Would-be Polish immigrant Robert Dziekanski is probably the most unlucky person whoever tried to immigrate to Canada. Landing alone at a large international airport in a strange country can be an intimidating experience for anyone. In Dziekanski's case, it was even worse because it was the first time he had ever flown, he didn't speak English and the one thing he'd been told by his mother in Kamloops was to stay in the baggage area until she met him there.
Being the dutiful son, that's exactly what Dziekanski did and in the end, after a chain of events tragic and bizarre beyond words, Dziekanski laid convulsing at the feet of four RCMP officers, who he had every reason to believe were there to help him while his mother rode a Greyhound bus back to Kamloops not knowing her beloved son was dead after being tasered by the RCMP only 25 seconds after they arrived on the scene.
It doesn't get more tragic than that.
After watching the infamous video, Cameron Ward, a Vancouver lawyer, describes Dziekanski's taser death as "a criminal assault by four armed RCMP officers against an unarmed man." Ron Foyle, a retired Vancouver City Police superintendent, says he doesn't understand why it even became a police incident. Walter Kosteckyj, the lawyer for Dziekanski's distraught mother Zofia, said the victim had quit smoking the day before and if someone had just offered him a cigarette in the 10 hours the victim spent pacing around the baggage area the whole deadly incident might have been avoided. In other words, a simple act of kindness may have saved a man's life and prevented a mother's heart from breaking.

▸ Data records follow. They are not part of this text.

use std::str::FromStr;

use chrono::{DateTime, Utc};
use serde::{Deserialize, Serialize};
use sqlx::FromRow;
use uuid::Uuid;

use crate::embedding::Embedding;

#[derive(Debug, Clone, Copy, Default, PartialEq, Eq, Serialize, Deserialize)]
#[serde(rename_all = "lowercase")]
pub enum JobStatus {
    Draft,
    #[default]
    Active,
    Closed,
}

impl JobStatus {
    pub fn as_str(&self) -> &'static str {
        match self {
            JobStatus::Draft => "draft",
            JobStatus::Active => "active",
            JobStatus::Closed => "closed",
        }
    }
}

impl FromStr for JobStatus {
    type Err = String;

    fn from_str(s: &str) -> Result<Self, Self::Err> {
        match s {
            "draft" => Ok(JobStatus::Draft),
            "active" => Ok(JobStatus::Active),
            "closed" => Ok(JobStatus::Closed),
            other => Err(format!("unknown job status '{other}'")),
        }
    }
}

/// A job posting as read by the matching core. Created and edited elsewhere.
#[derive(Debug, Clone, PartialEq)]
pub struct JobPosting {
    pub id: Uuid,
    pub title: String,
    pub company: String,
    pub description: String,
    pub required_skills: Vec<String>,
    pub status: JobStatus,
    pub embedding: Option<Embedding>,
    pub created_at: DateTime<Utc>,
}

impl JobPosting {
    /// Text fed to the embedding service for this posting.
    pub fn embedding_text(&self) -> String {
        format!(
            "{} {} {}",
            self.title,
            self.description,
            self.required_skills.join(" ")
        )
    }
}

/// Body of `POST /jobs`.
#[derive(Debug, Clone, Deserialize)]
#[serde(rename_all = "camelCase")]
pub struct NewJob {
    pub title: String,
    #[serde(default)]
    pub company: String,
    #[serde(default)]
    pub description: String,
    #[serde(default)]
    pub required_skills: Vec<String>,
    #[serde(default)]
    pub status: JobStatus,
}

impl NewJob {
    pub fn into_posting(self) -> JobPosting {
        JobPosting {
            id: Uuid::new_v4(),
            title: self.title,
            company: self.company,
            description: self.description,
            required_skills: self.required_skills,
            status: self.status,
            embedding: None,
            created_at: Utc::now(),
        }
    }
}

#[derive(Debug, Clone, FromRow)]
pub struct JobRow {
    pub id: Uuid,
    pub title: String,
    pub company: String,
    pub description: String,
    pub required_skills: Vec<String>,
    pub status: String,
    pub embedding: Option<Vec<f32>>,
    pub embedding_placeholder: bool,
    pub created_at: DateTime<Utc>,
}

impl TryFrom<JobRow> for JobPosting {
    type Error = String;

    fn try_from(row: JobRow) -> Result<Self, Self::Error> {
        Ok(JobPosting {
            id: row.id,
            title: row.title,
            company: row.company,
            description: row.description,
            required_skills: row.required_skills,
            status: row.status.parse()?,
            embedding: row
                .embedding
                .map(|values| Embedding::from_parts(values, row.embedding_placeholder)),
            created_at: row.created_at,
        })
    }
}
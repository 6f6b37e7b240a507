//! Axum route handlers for keyword and ATS analysis.

use axum::{extract::State, Json};
use serde::{Deserialize, Serialize};

use super::analyzer::{analyze, KeywordAnalysis};
use super::ats::{report_from_analysis, AtsReport};
use super::suggestions::{optimization_suggestions, placement_suggestions, PlacementSuggestion};
use crate::errors::AppError;
use crate::state::AppState;

#[derive(Debug, Deserialize)]
#[serde(rename_all = "camelCase")]
pub struct KeywordRequest {
    pub resume_text: String,
    pub job_text: String,
}

#[derive(Debug, Serialize)]
pub struct KeywordResponse {
    pub analysis: KeywordAnalysis,
    pub ats: AtsReport,
    pub suggestions: Vec<String>,
    pub placements: Vec<PlacementSuggestion>,
}

/// POST /match/keywords
pub async fn handle_keywords(
    State(state): State<AppState>,
    Json(req): Json<KeywordRequest>,
) -> Result<Json<KeywordResponse>, AppError> {
    if req.resume_text.trim().is_empty() {
        return Err(AppError::Validation("resumeText is required".to_string()));
    }
    if req.job_text.trim().is_empty() {
        return Err(AppError::Validation("jobText is required".to_string()));
    }

    let analysis = analyze(&req.resume_text, &req.job_text, &state.vocabulary);
    let ats = report_from_analysis(&req.resume_text, &analysis);

    Ok(Json(KeywordResponse {
        suggestions: optimization_suggestions(&analysis),
        placements: placement_suggestions(&analysis.missing_keywords),
        analysis,
        ats,
    }))
}
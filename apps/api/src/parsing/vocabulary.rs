//! Versioned vocabularies driving the parser and the keyword analyzer.
//!
//! Passed explicitly into every function that needs them so alternate
//! vocabularies can be swapped in via `VOCABULARY_PATH` or in tests.

use std::collections::HashSet;
use std::path::Path;

use serde::{Deserialize, Serialize};
use thiserror::Error;

pub const DEFAULT_VERSION: &str = "2024.1";

const DEFAULT_SKILLS: &[&str] = &[
    "JavaScript",
    "Python",
    "Java",
    "C++",
    "React",
    "Node.js",
    "Angular",
    "Vue.js",
    "MongoDB",
    "MySQL",
    "PostgreSQL",
    "Docker",
    "Kubernetes",
    "AWS",
    "Azure",
    "GCP",
    "Git",
    "TypeScript",
    "HTML",
    "CSS",
    "Redux",
    "Express",
    "Django",
    "Flask",
    "TensorFlow",
    "PyTorch",
    "Machine Learning",
    "AI",
    "Data Science",
    "Agile",
    "Scrum",
    "REST API",
    "GraphQL",
    "SQL",
    "NoSQL",
    "Redis",
    "CI/CD",
    "Jenkins",
];

const DEFAULT_DEGREE_KEYWORDS: &[&str] = &[
    "Bachelor", "Master", "PhD", "B.S.", "M.S.", "B.Tech", "M.Tech", "MBA",
];

const DEFAULT_STOP_WORDS: &[&str] = &[
    "the", "a", "an", "and", "or", "but", "in", "on", "at", "to", "for", "of", "with", "by",
    "from", "as", "is", "was", "are", "were", "been", "be", "have", "has", "had", "do", "does",
    "did", "will", "would", "should", "could", "may", "might", "must", "can", "this", "that",
    "these", "those",
];

#[derive(Debug, Error)]
pub enum VocabularyError {
    #[error("Failed to read vocabulary file: {0}")]
    Io(#[from] std::io::Error),

    #[error("Failed to parse vocabulary file: {0}")]
    Parse(#[from] serde_json::Error),

    #[error("Vocabulary '{version}' has an empty {field} list")]
    Empty {
        version: String,
        field: &'static str,
    },
}

#[derive(Debug, Clone, PartialEq, Serialize, Deserialize)]
pub struct Vocabulary {
    pub version: String,
    /// Known skill names, in the order they are reported.
    pub skills: Vec<String>,
    /// Case-sensitive markers of an education line.
    pub degree_keywords: Vec<String>,
    /// Lowercase words never counted as keywords.
    pub stop_words: HashSet<String>,
}

impl Default for Vocabulary {
    fn default() -> Self {
        Self {
            version: DEFAULT_VERSION.to_string(),
            skills: DEFAULT_SKILLS.iter().map(|s| s.to_string()).collect(),
            degree_keywords: DEFAULT_DEGREE_KEYWORDS
                .iter()
                .map(|s| s.to_string())
                .collect(),
            stop_words: DEFAULT_STOP_WORDS.iter().map(|s| s.to_string()).collect(),
        }
    }
}

impl Vocabulary {
    /// Loads a vocabulary from a JSON file.
    pub fn load(path: &Path) -> Result<Self, VocabularyError> {
        let content = std::fs::read_to_string(path)?;
        let mut vocabulary: Vocabulary = serde_json::from_str(&content)?;

        if vocabulary.skills.is_empty() {
            return Err(VocabularyError::Empty {
                version: vocabulary.version,
                field: "skills",
            });
        }

        vocabulary.stop_words = vocabulary
            .stop_words
            .into_iter()
            .map(|w| w.to_lowercase())
            .collect();

        Ok(vocabulary)
    }

    pub fn is_stop_word(&self, word: &str) -> bool {
        self.stop_words.contains(word)
    }
}
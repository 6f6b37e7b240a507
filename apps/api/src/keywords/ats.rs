//! ATS (applicant tracking system) score: how well a resume is likely to
//! survive automated screening for a given job description.
//!
//! overallScore = round(0.5 × keywordScore + 0.3 × skillScore + 0.2 × formattingScore)

use once_cell::sync::Lazy;
use regex::Regex;
use serde::Serialize;

use super::analyzer::{analyze, KeywordAnalysis};
use crate::matching::scorer::to_score;
use crate::parsing::profile::{extract_email, extract_phone};
use crate::parsing::vocabulary::Vocabulary;

const KEYWORD_WEIGHT: f64 = 0.5;
const SKILL_WEIGHT: f64 = 0.3;
const FORMATTING_WEIGHT: f64 = 0.2;

const EMAIL_POINTS: u32 = 33;
const PHONE_POINTS: u32 = 33;
const SECTIONS_POINTS: u32 = 34;

// Whole words only: "Experienced" is not an experience section.
static SECTION_RE: Lazy<Regex> =
    Lazy::new(|| Regex::new(r"(?i)\b(experience|education|skills)\b").expect("valid regex"));

#[derive(Debug, Clone, Copy, PartialEq, Eq, PartialOrd, Ord, Serialize)]
pub enum Grade {
    A,
    B,
    C,
    D,
    F,
}

impl Grade {
    /// Lower bound of each band is inclusive.
    pub fn from_score(score: u32) -> Self {
        match score {
            90.. => Grade::A,
            80..=89 => Grade::B,
            70..=79 => Grade::C,
            60..=69 => Grade::D,
            _ => Grade::F,
        }
    }
}

#[derive(Debug, Clone, PartialEq, Serialize)]
#[serde(rename_all = "camelCase")]
pub struct AtsFactors {
    pub has_email: bool,
    pub has_phone: bool,
    pub has_standard_sections: bool,
    pub keyword_match: u32,
    pub skill_match: usize,
}

#[derive(Debug, Clone, PartialEq, Serialize)]
#[serde(rename_all = "camelCase")]
pub struct AtsReport {
    pub overall_score: u32,
    pub keyword_score: u32,
    pub skill_score: u32,
    pub formatting_score: u32,
    pub grade: Grade,
    pub factors: AtsFactors,
}

pub fn has_standard_sections(text: &str) -> bool {
    SECTION_RE.is_match(text)
}

/// Fixed-weight formatting checks: email 33, phone 33, section words 34.
pub fn formatting_score(has_email: bool, has_phone: bool, has_sections: bool) -> u32 {
    [
        (has_email, EMAIL_POINTS),
        (has_phone, PHONE_POINTS),
        (has_sections, SECTIONS_POINTS),
    ]
    .iter()
    .filter(|(present, _)| *present)
    .map(|(_, points)| points)
    .sum()
}

/// Scores `resume_text` against `job_text`.
pub fn ats_score(resume_text: &str, job_text: &str, vocabulary: &Vocabulary) -> AtsReport {
    let analysis = analyze(resume_text, job_text, vocabulary);
    report_from_analysis(resume_text, &analysis)
}

/// Same as `ats_score` for callers that already hold the keyword analysis.
pub fn report_from_analysis(resume_text: &str, analysis: &KeywordAnalysis) -> AtsReport {
    let keyword_score = analysis.match_score;

    let matched = analysis.matched_skills.len();
    let skill_score = if matched == 0 {
        0.0
    } else {
        matched as f64 / (matched + analysis.missing_skills.len()) as f64 * 100.0
    };

    let has_email = extract_email(resume_text).is_some();
    let has_phone = extract_phone(resume_text).is_some();
    let has_sections = has_standard_sections(resume_text);
    let formatting = formatting_score(has_email, has_phone, has_sections);

    let overall = to_score(
        KEYWORD_WEIGHT * f64::from(keyword_score)
            + SKILL_WEIGHT * skill_score
            + FORMATTING_WEIGHT * f64::from(formatting),
    );

    AtsReport {
        overall_score: overall,
        keyword_score,
        skill_score: to_score(skill_score),
        formatting_score: formatting,
        grade: Grade::from_score(overall),
        factors: AtsFactors {
            has_email,
            has_phone,
            has_standard_sections: has_sections,
            keyword_match: keyword_score,
            skill_match: matched,
        },
    }
}

#[cfg(test)]
mod tests {
    use super::*;

    #[test]
    fn test_grade_boundaries() {
        assert_eq!(Grade::from_score(100), Grade::A);
        assert_eq!(Grade::from_score(90), Grade::A);
        assert_eq!(Grade::from_score(89), Grade::B);
        assert_eq!(Grade::from_score(80), Grade::B);
        assert_eq!(Grade::from_score(70), Grade::C);
        assert_eq!(Grade::from_score(69), Grade::D);
        assert_eq!(Grade::from_score(60), Grade::D);
        assert_eq!(Grade::from_score(59), Grade::F);
        assert_eq!(Grade::from_score(0), Grade::F);
    }

    #[test]
    fn test_grade_serializes_as_letter() {
        assert_eq!(serde_json::to_string(&Grade::B).unwrap(), "\"B\"");
    }

    #[test]
    fn test_formatting_scenario_without_section_words() {
        let resume = "Experienced in Python and SQL, email me at a@b.com, call 555-123-4567";
        let report = ats_score(resume, "Python developer", &Vocabulary::default());
        assert!(report.factors.has_email);
        assert!(report.factors.has_phone);
        assert!(!report.factors.has_standard_sections);
        assert_eq!(report.formatting_score, 66);
    }

    #[test]
    fn test_formatting_full_marks() {
        assert_eq!(formatting_score(true, true, true), 100);
        assert_eq!(formatting_score(false, false, true), 34);
        assert_eq!(formatting_score(false, false, false), 0);
    }

    #[test]
    fn test_section_words_case_insensitive() {
        assert!(has_standard_sections("WORK EXPERIENCE\n..."));
        assert!(has_standard_sections("Technical Skills: Rust"));
        assert!(!has_standard_sections("Skillset and experiences"));
    }

    #[test]
    fn test_skill_score_zero_without_matches() {
        let report = ats_score("Cooking and gardening", "Python Docker", &Vocabulary::default());
        assert_eq!(report.skill_score, 0);
        assert_eq!(report.factors.skill_match, 0);
    }

    #[test]
    fn test_overall_combines_weights() {
        let resume = "Jane Doe\njane@example.com\n555-123-4567\nSkills: Python Docker";
        let job = "Python Docker";
        let report = ats_score(resume, job, &Vocabulary::default());
        // keywords: python, docker both matched → 100
        assert_eq!(report.keyword_score, 100);
        assert_eq!(report.skill_score, 100);
        assert_eq!(report.formatting_score, 100);
        assert_eq!(report.overall_score, 100);
        assert_eq!(report.grade, Grade::A);
    }
}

But sad to say as we contemplate the looming Christmas season, when love and kindness are supposed to be the order of the day, kindness seems to be in short supply. Especially at the Vancouver International Airport.
There are so many disturbing aspects to this appalling story it's difficult determining where to begin. But for what it's worth, here are a few thoughts of mine. Feel free to add your own.
First of all, what's with the security system at the Vancouver International Airport? How could an obviously confused and distraught man be allowed to roam around the baggage area for 10 hours and no one come to his aid or try to determine what the problem was? What if Dziekanski was dangerous, which he manifestly wasn't, shouldn't the airport security taken some kind of action? Would a terrorist or a suicide bomber be allowed to walk around the airport baggage area like that? And then there's the situation with Dziekanski's mother, Zofia. She arrived at the airport hours before he was due to land and talked to every uniform in the place yet no one gave her any information about her son even though he had already landed and was in the secure baggage area, mere metres away from her. Finally an airport staffer tells her that her son is not in the building and Zofia reluctantly leaves for home only to arrive to a message from the airport that the situation had been sorted out but nothing said about her son's death.
Can you believe this poor woman jumps back on a bus joyful that she would soon be united with her son only to arrive at the airport and be told that her son was dead. Yet the airport authorities didn't even have the common decency to tell her how her son had died. Ward, the lawyer mentioned near the beginning of this piece, said the whole incident made him ashamed to be a Canadian. I share his shame, and as far as I'm concerned so should the other 33 million or so of us.
Finally there's the behaviour of the RCMP. No agendas here. I've never had an unpleasant incident with the RCMP in my life and that speaks well of the Force. But on this one, I'm sorry. After watching that video numerous times, I simply can't fathom the callousness, the arrogance and the disregard those four officers showed for human life that night. For God's sake, the video shows a woman witness to the whole affair attempting to talk to Dziekanski and trying to calm him down. He even smashed a chair on the floor right in front of her and she didn't flinch. Then four burly RCMP officers stride in. One of them jumps the rail. Another asks "may I taser him?" Dziekanski looks at them and makes no threatening gestures whatsoever and says something in Polish. He then turns away with his back towards the officers but makes no attempt to run away. A second or two goes by and he turns back towards the officers again and his hands go up in a shrug-like gesture with a stapler in one hand. He does not attempt to throw or brandish the stapler in any way. The police, now wordless, allow a few more seconds to go by then they taser him at least twice and he collapses writhing at their feet. They pile onto him, one with his knee on Dziekanski's neck. A few moments later he's dead.
Fifty-thousand volts of electricity did its job. I wish I could say the same for the police?